This study demonstrated that SCFA mixtures at physiological (1 µmol/L) and more supraphysiological (1 mmol/L) concentrations attenuate intracellular lipolysis in human adipocytes. Furthermore, by subsequently incubating human adipocytes with single SCFA, we demonstrated that the intestinally and systemically most abundant SCFA acetate seems to be the main driver of this antilipolytic effect. Acetate is the most abundant circulating SCFA and is found in serum and plasma mean concentrations varying from 5 up to 220 µmol/L, depending on the nutritional status (3, 2224). Propionate and butyrate are found at much lower maximal mean concentrations of 13 and 12 µmol/L, respectively (3, 22, 23). However, no human data are available reflecting SCFA concentrations that reach the adipose tissue via their capillaries. Based on the scarcely available data on circulating SCFA concentrations, an acetate to propionate to butyrate ratio of 80:10:10 and 60:20:20 could resemble physiologically circulating concentrations and the SCFA concentrations used in this study might be in a physiological (1 µmol/L) to supraphysiological (1 mmol/L) range. Interestingly, the most pronounced effects on lipolysis were found with an acetate concentration of 1 µmol/L, which thus seems to be lower than circulating concentrations. Therefore it would be of major interest to measure actual acetate concentrations in adipose tissue capillaries or interstitial fluids. To the knowledge of the authors, no data on this are available, which would be very interesting to detect via for example microdialysis techniques.
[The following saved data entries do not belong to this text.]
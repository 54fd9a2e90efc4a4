//! Users, role assignment and student links.
//!
//! A user may be linked to at most one student as that student's own portal
//! account, and to any number of students as a guardian. Guardian links carry
//! per-student capability flags that gate what the guardian can see and which
//! notifications they receive.

use chrono::{DateTime, Utc};
use serde::{Deserialize, Serialize};
use sqlx::FromRow;
use utoipa::{IntoParams, ToSchema};
use validator::Validate;

use schoolbase_auth::{Role, RoleSet};
use schoolbase_core::PaginationParams;
use schoolbase_core::serde::empty_string_as_none;

use crate::ids::{GuardianLinkId, StudentId, UserId};
use crate::notifications::NotificationType;

#[derive(Debug, Clone, FromRow, Serialize, ToSchema)]
pub struct User {
    pub id: UserId,
    pub email: String,
    pub full_name: Option<String>,
    #[serde(skip_serializing)]
    #[schema(ignore)]
    pub hashed_password: String,
    pub is_active: bool,
    pub created_at: DateTime<Utc>,
}

#[derive(Debug, Clone, Serialize, ToSchema)]
pub struct UserWithRoles {
    pub id: UserId,
    pub email: String,
    pub full_name: Option<String>,
    pub is_active: bool,
    #[schema(value_type = Vec<String>, example = json!(["Accountant"]))]
    pub roles: Vec<Role>,
    /// The student this account belongs to, for student-portal users.
    pub student_id: Option<StudentId>,
    pub created_at: DateTime<Utc>,
}

impl UserWithRoles {
    pub fn new(user: User, roles: RoleSet, student_id: Option<StudentId>) -> Self {
        Self {
            id: user.id,
            email: user.email,
            full_name: user.full_name,
            is_active: user.is_active,
            roles: roles.iter().copied().collect(),
            student_id,
            created_at: user.created_at,
        }
    }
}

#[derive(Debug, Clone, Serialize, ToSchema)]
pub struct RoleInfo {
    pub name: String,
    pub description: String,
}

impl From<Role> for RoleInfo {
    fn from(role: Role) -> Self {
        Self {
            name: role.to_string(),
            description: role.description().to_string(),
        }
    }
}

#[derive(Debug, Clone, Deserialize, Validate, ToSchema)]
pub struct CreateUserDto {
    #[validate(email)]
    pub email: String,
    #[validate(length(min = 1, max = 255))]
    pub full_name: Option<String>,
    #[validate(length(min = 8))]
    pub password: String,
    /// Role names; synonyms such as "Secretary" are accepted.
    #[serde(default)]
    pub role_names: Vec<String>,
}

#[derive(Debug, Clone, Deserialize, Validate, ToSchema)]
pub struct UpdateUserDto {
    #[validate(length(min = 1, max = 255))]
    pub full_name: Option<String>,
    #[validate(length(min = 8))]
    pub password: Option<String>,
    pub is_active: Option<bool>,
    /// Replaces the full role set when present.
    pub role_names: Option<Vec<String>>,
}

#[derive(Debug, Clone, Default, Deserialize, IntoParams, ToSchema)]
pub struct UserFilterParams {
    /// Matches email or full name, case-insensitive.
    pub search: Option<String>,
    pub role: Option<String>,
    #[serde(default, deserialize_with = "empty_string_as_none")]
    pub is_active: Option<bool>,
    #[serde(flatten)]
    pub pagination: PaginationParams,
}

/// Parses role names, rejecting the whole list if any name is unknown.
pub fn parse_role_names(names: &[String]) -> Result<RoleSet, Vec<String>> {
    let (roles, unknown) = RoleSet::from_names(names);
    if unknown.is_empty() {
        Ok(roles)
    } else {
        Err(unknown)
    }
}

#[derive(Debug, Clone, Deserialize, ToSchema)]
pub struct SetStudentLinkDto {
    /// `null` removes the link.
    pub student_id: Option<StudentId>,
}

#[derive(Debug, Clone, FromRow, Serialize, ToSchema)]
pub struct GuardianLink {
    pub id: GuardianLinkId,
    pub parent_user_id: UserId,
    pub student_id: StudentId,
    pub can_access_grades: bool,
    pub can_access_attendance: bool,
    pub can_access_fees: bool,
    pub can_access_disciplinary: bool,
    pub created_at: DateTime<Utc>,
}

impl GuardianLink {
    /// Whether this link lets the guardian receive notifications of `kind`.
    ///
    /// Timetable and announcement notices are not student-private and pass
    /// on any link.
    pub fn permits(&self, kind: NotificationType) -> bool {
        match kind {
            NotificationType::GradeUpdated => self.can_access_grades,
            NotificationType::AttendanceMarked => self.can_access_attendance,
            NotificationType::FeeReminder | NotificationType::FeePaymentConfirmed => {
                self.can_access_fees
            }
            NotificationType::DisciplinaryCase => self.can_access_disciplinary,
            NotificationType::TimetableUpdated | NotificationType::GeneralAnnouncement => true,
        }
    }
}

fn default_true() -> bool {
    true
}

#[derive(Debug, Clone, Deserialize, ToSchema)]
pub struct CreateGuardianLinkDto {
    pub student_id: StudentId,
    #[serde(default = "default_true")]
    pub can_access_grades: bool,
    #[serde(default = "default_true")]
    pub can_access_attendance: bool,
    #[serde(default = "default_true")]
    pub can_access_fees: bool,
    #[serde(default = "default_true")]
    pub can_access_disciplinary: bool,
}

/// A linked student as seen by their guardian.
#[derive(Debug, Clone, FromRow, Serialize, ToSchema)]
pub struct LinkedStudent {
    pub id: StudentId,
    pub admission_no: String,
    pub full_name: String,
    pub class_name: Option<String>,
    pub can_access_grades: bool,
    pub can_access_attendance: bool,
    pub can_access_fees: bool,
    pub can_access_disciplinary: bool,
}

#[cfg(test)]
mod tests {
    use super::*;

    fn link(grades: bool, fees: bool) -> GuardianLink {
        GuardianLink {
            id: GuardianLinkId::new(),
            parent_user_id: UserId::new(),
            student_id: StudentId::new(),
            can_access_grades: grades,
            can_access_attendance: true,
            can_access_fees: fees,
            can_access_disciplinary: true,
            created_at: Utc::now(),
        }
    }

    #[test]
    fn test_link_capabilities_gate_types() {
        let l = link(false, true);
        assert!(!l.permits(NotificationType::GradeUpdated));
        assert!(l.permits(NotificationType::FeeReminder));
        assert!(l.permits(NotificationType::FeePaymentConfirmed));
        assert!(l.permits(NotificationType::GeneralAnnouncement));
    }

    #[test]
    fn test_parse_role_names_rejects_unknown() {
        let err = parse_role_names(&["Teacher".into(), "Bursar".into()]).unwrap_err();
        assert_eq!(err, vec!["Bursar".to_string()]);
    }

    #[test]
    fn test_parse_role_names_merges_synonyms() {
        let roles = parse_role_names(&["Secretary".into(), "Registrar/Secretary".into()]).unwrap();
        assert_eq!(roles.names(), vec!["Registrar/Secretary".to_string()]);
    }

    #[test]
    fn test_create_user_requires_long_password() {
        let dto = CreateUserDto {
            email: "t@school.test".into(),
            full_name: None,
            password: "short".into(),
            role_names: vec![],
        };
        assert!(dto.validate().is_err());
    }

    #[test]
    fn test_guardian_link_defaults_grant_everything() {
        let dto: CreateGuardianLinkDto = serde_json::from_str(&format!(
            r#"{{"student_id":"{}"}}"#,
            uuid::Uuid::new_v4()
        ))
        .unwrap();
        assert!(dto.can_access_grades && dto.can_access_fees);
    }
}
In addition, we observed that the antilipolytic effect of acetate was accompanied by a reduced phosphorylation of HSL at the serine 650, a major protein kinase A (PKA) regulatory site. In accordance with this observation, Aberdein et al. (25) indicated that treatment of murine 3T3-L1 adipocytes with supraphysiological concentrations (4 mmol/L) of sodium acetate reduced the β-adrenergic receptor stimulated non-esterified FA release and decreased HSL phosphorylation at another PKA regulatory site (serine 563) (25). Ge et al. (12) showed that treatment of 3T3-L1 adipocytes with acetate and propionate in a range between 0.1 and 0.3 mmol/L reduced the basal and β-adrenergic receptor stimulated intracellular lipolytic activity as assessed by a decreased release of glycerol in the culture medium (12). In contrast to the antilipolytic effect of acetate, we observed a slightly increased basal lipolytic response after butyrate treatment in hMADS adipocytes. Comparable results were reported by Rumberger et al. (13) showing an increased basal lipolytic response (glycerol release) following incubation of murine 3T3-L1 adipocytes with 5 mmol/L butyrate (13). However, the underlying mechanism of this lipolytic effect of butyrate needs further investigation in hMADS cells. Together, these results suggest that acetate is the main driver for the antilipolytic effects of SCFA, which is accompanied by an attenuated HSL phosphorylation in both, murine and human adipocytes.

Finally, we observed that the antilipolytic effect of acetate might be FFAR dependent. We first showed in accordance to other reports in human adipocyte models (18) that both FFAR3 and FFAR2 transcripts and protein are expressed in our hMADS adipocyte model, and that both increased during adipogenic differentiation. Furthermore, we showed that the effects of acetate are abrogated with co-incubation of PTX. PTX is a well-known FFAR inhibitor and irreversible inactivates Gi proteins. Thereby, these data suggest that the acetate effects were mediated via a Gi protein receptor-PKA pathway. In line, a previous study in murine 3T3-L1 adipocytes has shown that the lipolytic effect of acetate was mediated by activation of FFAR2 (12). However, further investigations are warranted to elucidate whether SCFA effects on human intracellular adipocyte lipolysis are mediated mainly via FFAR2 and/or FFAR3, using specific human knockdown models. In particular the role of FFAR3/2 protein should be further investigated via the use of knockdown and overexpression in human adipocyte models.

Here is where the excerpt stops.